(SUPPLIED DATA)

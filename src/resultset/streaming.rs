use std::sync::Arc;

use crate::buffer_pool::{GLOBAL_ROW_BUFFER_POOL, PooledRowBuffer};
use crate::chunks::{IntLargeArray, ResultSetBuffer};
use crate::col::ResultSetMetaData;
use crate::constant::{MAX_ROW_BUFFER_BYTES, MIN_BUFFERED_CHUNK_BYTES};
use crate::error::{Error, Result};
use crate::protocol::database::RetrievedRows;
use crate::protocol::decoder::RowDecoder;
use crate::resultset::{BufferedResultSet, ResultRetrieval, RowView};

/// Result set reading its rows from the connection in batches
///
/// Rows of one batch share a single reusable buffer that each fetch
/// overwrites.
#[derive(Debug)]
pub struct StreamingResultSet<D: RowDecoder> {
    metadata: Arc<ResultSetMetaData<D::DataType>>,
    decoder: D,
    buffer: Option<PooledRowBuffer>,
    /// Rows per fetch
    max_rows: usize,
    /// Rows still to fetch; `None` when the server did not announce a count
    remaining: Option<u64>,
    retrieved: RetrievedRows,
    num_buffered: usize,
    row_index: usize,
    row_offset: usize,
    exhausted: bool,
    closed: bool,
}

impl<D: RowDecoder + Clone> StreamingResultSet<D> {
    pub fn new(metadata: Arc<ResultSetMetaData<D::DataType>>, decoder: D) -> Self {
        let bytes_per_row = metadata.max_bytes_per_row().max(1);
        let rows_in_budget = (MAX_ROW_BUFFER_BYTES / bytes_per_row).max(1);
        let total_rows = metadata.total_rows();

        let (max_rows, buffer) = match total_rows {
            Some(0) => (0, None),
            Some(total) => {
                let rows = usize::try_from(total).map_or(rows_in_budget, |t| t.min(rows_in_budget));
                (
                    rows,
                    Some(GLOBAL_ROW_BUFFER_POOL.get_row_buffer(rows * bytes_per_row)),
                )
            }
            None => (
                rows_in_budget,
                Some(GLOBAL_ROW_BUFFER_POOL.get_row_buffer(rows_in_budget * bytes_per_row)),
            ),
        };

        Self {
            metadata,
            decoder,
            buffer,
            max_rows,
            remaining: total_rows,
            retrieved: RetrievedRows::new(),
            num_buffered: 0,
            row_index: 0,
            row_offset: 0,
            exhausted: total_rows == Some(0),
            closed: false,
        }
    }

    pub fn metadata(&self) -> &Arc<ResultSetMetaData<D::DataType>> {
        &self.metadata
    }

    pub fn is_closed(&self) -> bool {
        self.closed
    }

    /// Whether rows may still be pending on the connection
    pub fn is_attached(&self) -> bool {
        !self.closed && !self.exhausted
    }

    /// Rows fetched per batch
    pub fn max_rows(&self) -> usize {
        self.max_rows
    }

    pub fn buffer_len(&self) -> usize {
        self.buffer.as_ref().map_or(0, |buffer| buffer.len())
    }

    fn on_row(&self) -> bool {
        self.num_buffered > 0
    }

    pub fn next(&mut self, source: &mut dyn ResultRetrieval) -> Result<bool> {
        if self.closed {
            return Err(Error::ResultSetClosed);
        }
        if self.exhausted {
            self.num_buffered = 0;
            return Ok(false);
        }

        if self.num_buffered == 0 || self.row_index + 1 == self.num_buffered {
            self.num_buffered = self.retrieve_more_rows(source)?;
            self.row_index = 0;
            self.row_offset = 0;
            if self.num_buffered == 0 {
                self.exhausted = true;
                source.end_result_retrieval()?;
            }
        } else {
            self.row_offset += self.current_row_length()?;
            self.row_index += 1;
        }

        Ok(self.on_row())
    }

    fn current_row_length(&self) -> Result<usize> {
        self.retrieved
            .row_length(self.row_index)
            .map(|len| len as usize)
            .ok_or_else(|| Error::BadUsageError("no current row".to_string()))
    }

    /// One fetch; returns the number of rows now buffered
    fn retrieve_more_rows(&mut self, source: &mut dyn ResultRetrieval) -> Result<usize> {
        self.retrieved.clear();
        let rows_to_fetch = match self.remaining {
            None => self.max_rows,
            Some(0) => return Ok(0),
            Some(remaining) => usize::try_from(remaining).map_or(self.max_rows, |r| r.min(self.max_rows)),
        };
        let Some(buffer) = self.buffer.as_mut() else {
            return Ok(0);
        };

        let bytes_per_row = self.metadata.max_bytes_per_row();
        if let Err(err) = source.retrieve_rows(buffer, rows_to_fetch, bytes_per_row, &mut self.retrieved) {
            self.detach();
            return Err(err);
        }
        let fetched = self.retrieved.num_rows();

        if let Some(remaining) = self.remaining.as_mut() {
            if fetched == 0 {
                let err = Error::protocol(format!("no rows returned while {} rows remain", remaining));
                self.detach();
                source.end_result_retrieval()?;
                return Err(err);
            }
            *remaining = remaining.saturating_sub(fetched as u64);
        }
        Ok(fetched)
    }

    pub fn row_view(&mut self) -> Result<RowView<'_, D>> {
        if self.closed {
            return Err(Error::ResultSetClosed);
        }
        if !self.on_row() {
            return Err(Error::BadUsageError("no current row".to_string()));
        }
        let len = self.current_row_length()?;
        let row = self
            .buffer
            .as_ref()
            .and_then(|buffer| buffer.get(self.row_offset..self.row_offset + len))
            .ok_or_else(|| Error::protocol("row extends past the fetched bytes"))?;
        Ok(RowView::new(row, &self.metadata, &self.decoder))
    }

    /// Copy the unread rows, current row included, into a buffered result set
    ///
    /// Keeps fetching until the connection has no more rows for this result.
    pub fn materialize(&mut self, source: &mut dyn ResultRetrieval) -> Result<BufferedResultSet<D>> {
        if self.closed {
            return Err(Error::ResultSetClosed);
        }
        let chunk_size = MIN_BUFFERED_CHUNK_BYTES.max(self.metadata.max_bytes_per_row());
        let mut rows = ResultSetBuffer::new(chunk_size)?;
        let mut row_lengths = IntLargeArray::new();
        let positioned = self.on_row();

        if positioned {
            self.append_buffered(self.row_index, self.row_offset, &mut rows, &mut row_lengths)?;
        }

        while !self.exhausted {
            let fetched = self.retrieve_more_rows(source)?;
            if fetched == 0 {
                self.exhausted = true;
            } else {
                self.append_buffered(0, 0, &mut rows, &mut row_lengths)?;
            }
        }
        self.num_buffered = 0;

        tracing::debug!(
            rows = row_lengths.len(),
            bytes = rows.len(),
            "materialized connection-attached result set"
        );

        BufferedResultSet::new(
            Arc::clone(&self.metadata),
            self.decoder.clone(),
            rows,
            row_lengths,
            positioned,
        )
    }

    fn append_buffered(
        &self,
        from_row: usize,
        from_offset: usize,
        rows: &mut ResultSetBuffer,
        row_lengths: &mut IntLargeArray,
    ) -> Result<()> {
        let num_rows = self.retrieved.num_rows();
        let num_bytes = self.retrieved.bytes_from(from_row);
        let bytes = self
            .buffer
            .as_ref()
            .and_then(|buffer| buffer.get(from_offset..from_offset + num_bytes))
            .ok_or_else(|| Error::protocol("rows extend past the fetched bytes"))?;
        if !bytes.is_empty() {
            rows.add_data(bytes)?;
        }
        row_lengths.add(
            self.retrieved.row_lengths(),
            from_row,
            num_rows.saturating_sub(from_row),
        )
    }

    /// Close; rows still pending on the connection are discarded
    pub fn close(&mut self, source: &mut dyn ResultRetrieval) -> Result<()> {
        if self.closed {
            return Err(Error::AlreadyClosed);
        }
        let attached = self.is_attached();
        self.invalidate();
        if attached {
            source.close_result_set()?;
        }
        Ok(())
    }

    /// Stop reading from the connection after a failed fetch
    fn detach(&mut self) {
        self.exhausted = true;
        self.num_buffered = 0;
        self.retrieved.clear();
    }

    /// Mark closed and release the row buffer, without I/O
    pub fn invalidate(&mut self) {
        self.closed = true;
        self.num_buffered = 0;
        self.buffer = None;
    }
}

(End SUPPLIED DATA)

Using the data above, reproduce every line exactly.

filename src/resultset/streaming.rs
use std::sync::Arc;

use crate::buffer_pool::{GLOBAL_ROW_BUFFER_POOL, PooledRowBuffer};
use crate::chunks::{IntLargeArray, ResultSetBuffer};
use crate::col::ResultSetMetaData;
use crate::constant::{MAX_ROW_BUFFER_BYTES, MIN_BUFFERED_CHUNK_BYTES};
use crate::error::{Error, Result};
use crate::protocol::database::RetrievedRows;
use crate::protocol::decoder::RowDecoder;
use crate::resultset::{BufferedResultSet, ResultRetrieval, RowView};

/// Result set reading its rows from the connection in batches
///
/// Rows of one batch share a single reusable buffer that each fetch
/// overwrites.
#[derive(Debug)]
pub struct StreamingResultSet<D: RowDecoder> {
    metadata: Arc<ResultSetMetaData<D::DataType>>,
    decoder: D,
    buffer: Option<PooledRowBuffer>,
    /// Rows per fetch
    max_rows: usize,
    /// Rows still to fetch; `None` when the server did not announce a count
    remaining: Option<u64>,
    retrieved: RetrievedRows,
    num_buffered: usize,
    row_index: usize,
    row_offset: usize,
    exhausted: bool,
    closed: bool,
}

impl<D: RowDecoder + Clone> StreamingResultSet<D> {
    pub fn new(metadata: Arc<ResultSetMetaData<D::DataType>>, decoder: D) -> Self {
        let bytes_per_row = metadata.max_bytes_per_row().max(1);
        let rows_in_budget = (MAX_ROW_BUFFER_BYTES / bytes_per_row).max(1);
        let total_rows = metadata.total_rows();

        let (max_rows, buffer) = match total_rows {
            Some(0) => (0, None),
            Some(total) => {
                let rows = usize::try_from(total).map_or(rows_in_budget, |t| t.min(rows_in_budget));
                (
                    rows,
                    Some(GLOBAL_ROW_BUFFER_POOL.get_row_buffer(rows * bytes_per_row)),
                )
            }
            None => (
                rows_in_budget,
                Some(GLOBAL_ROW_BUFFER_POOL.get_row_buffer(rows_in_budget * bytes_per_row)),
            ),
        };

        Self {
            metadata,
            decoder,
            buffer,
            max_rows,
            remaining: total_rows,
            retrieved: RetrievedRows::new(),
            num_buffered: 0,
            row_index: 0,
            row_offset: 0,
            exhausted: total_rows == Some(0),
            closed: false,
        }
    }

    pub fn metadata(&self) -> &Arc<ResultSetMetaData<D::DataType>> {
        &self.metadata
    }

    pub fn is_closed(&self) -> bool {
        self.closed
    }

    /// Whether rows may still be pending on the connection
    pub fn is_attached(&self) -> bool {
        !self.closed && !self.exhausted
    }

    /// Rows fetched per batch
    pub fn max_rows(&self) -> usize {
        self.max_rows
    }

    pub fn buffer_len(&self) -> usize {
        self.buffer.as_ref().map_or(0, |buffer| buffer.len())
    }

    fn on_row(&self) -> bool {
        self.num_buffered > 0
    }

    pub fn next(&mut self, source: &mut dyn ResultRetrieval) -> Result<bool> {
        if self.closed {
            return Err(Error::ResultSetClosed);
        }
        if self.exhausted {
            self.num_buffered = 0;
            return Ok(false);
        }

        if self.num_buffered == 0 || self.row_index + 1 == self.num_buffered {
            self.num_buffered = self.retrieve_more_rows(source)?;
            self.row_index = 0;
            self.row_offset = 0;
            if self.num_buffered == 0 {
                self.exhausted = true;
                source.end_result_retrieval()?;
            }
        } else {
            self.row_offset += self.current_row_length()?;
            self.row_index += 1;
        }

        Ok(self.on_row())
    }

    fn current_row_length(&self) -> Result<usize> {
        self.retrieved
            .row_length(self.row_index)
            .map(|len| len as usize)
            .ok_or_else(|| Error::BadUsageError("no current row".to_string()))
    }

    /// One fetch; returns the number of rows now buffered
    fn retrieve_more_rows(&mut self, source: &mut dyn ResultRetrieval) -> Result<usize> {
        self.retrieved.clear();
        let rows_to_fetch = match self.remaining {
            None => self.max_rows,
            Some(0) => return Ok(0),
            Some(remaining) => usize::try_from(remaining).map_or(self.max_rows, |r| r.min(self.max_rows)),
        };
        let Some(buffer) = self.buffer.as_mut() else {
            return Ok(0);
        };

        let bytes_per_row = self.metadata.max_bytes_per_row();
        if let Err(err) = source.retrieve_rows(buffer, rows_to_fetch, bytes_per_row, &mut self.retrieved) {
            self.detach();
            return Err(err);
        }
        let fetched = self.retrieved.num_rows();

        if let Some(remaining) = self.remaining.as_mut() {
            if fetched == 0 {
                let err = Error::protocol(format!("no rows returned while {} rows remain", remaining));
                self.detach();
                source.end_result_retrieval()?;
                return Err(err);
            }
            *remaining = remaining.saturating_sub(fetched as u64);
        }
        Ok(fetched)
    }

    pub fn row_view(&mut self) -> Result<RowView<'_, D>> {
        if self.closed {
            return Err(Error::ResultSetClosed);
        }
        if !self.on_row() {
            return Err(Error::BadUsageError("no current row".to_string()));
        }
        let len = self.current_row_length()?;
        let row = self
            .buffer
            .as_ref()
            .and_then(|buffer| buffer.get(self.row_offset..self.row_offset + len))
            .ok_or_else(|| Error::protocol("row extends past the fetched bytes"))?;
        Ok(RowView::new(row, &self.metadata, &self.decoder))
    }

    /// Copy the unread rows, current row included, into a buffered result set
    ///
    /// Keeps fetching until the connection has no more rows for this result.
    pub fn materialize(&mut self, source: &mut dyn ResultRetrieval) -> Result<BufferedResultSet<D>> {
        if self.closed {
            return Err(Error::ResultSetClosed);
        }
        let chunk_size = MIN_BUFFERED_CHUNK_BYTES.max(self.metadata.max_bytes_per_row());
        let mut rows = ResultSetBuffer::new(chunk_size)?;
        let mut row_lengths = IntLargeArray::new();
        let positioned = self.on_row();

        if positioned {
            self.append_buffered(self.row_index, self.row_offset, &mut rows, &mut row_lengths)?;
        }

        while !self.exhausted {
            let fetched = self.retrieve_more_rows(source)?;
            if fetched == 0 {
                self.exhausted = true;
            } else {
                self.append_buffered(0, 0, &mut rows, &mut row_lengths)?;
            }
        }
        self.num_buffered = 0;

        tracing::debug!(
            rows = row_lengths.len(),
            bytes = rows.len(),
            "materialized connection-attached result set"
        );

        BufferedResultSet::new(
            Arc::clone(&self.metadata),
            self.decoder.clone(),
            rows,
            row_lengths,
            positioned,
        )
    }

    fn append_buffered(
        &self,
        from_row: usize,
        from_offset: usize,
        rows: &mut ResultSetBuffer,
        row_lengths: &mut IntLargeArray,
    ) -> Result<()> {
        let num_rows = self.retrieved.num_rows();
        let num_bytes = self.retrieved.bytes_from(from_row);
        let bytes = self
            .buffer
            .as_ref()
            .and_then(|buffer| buffer.get(from_offset..from_offset + num_bytes))
            .ok_or_else(|| Error::protocol("rows extend past the fetched bytes"))?;
        if !bytes.is_empty() {
            rows.add_data(bytes)?;
        }
        row_lengths.add(
            self.retrieved.row_lengths(),
            from_row,
            num_rows.saturating_sub(from_row),
        )
    }

    /// Close; rows still pending on the connection are discarded
    pub fn close(&mut self, source: &mut dyn ResultRetrieval) -> Result<()> {
        if self.closed {
            return Err(Error::AlreadyClosed);
        }
        let attached = self.is_attached();
        self.invalidate();
        if attached {
            source.close_result_set()?;
        }
        Ok(())
    }

    /// Stop reading from the connection after a failed fetch
    fn detach(&mut self) {
        self.exhausted = true;
        self.num_buffered = 0;
        self.retrieved.clear();
    }

    /// Mark closed and release the row buffer, without I/O
    pub fn invalidate(&mut self) {
        self.closed = true;
        self.num_buffered = 0;
        self.buffer = None;
    }
}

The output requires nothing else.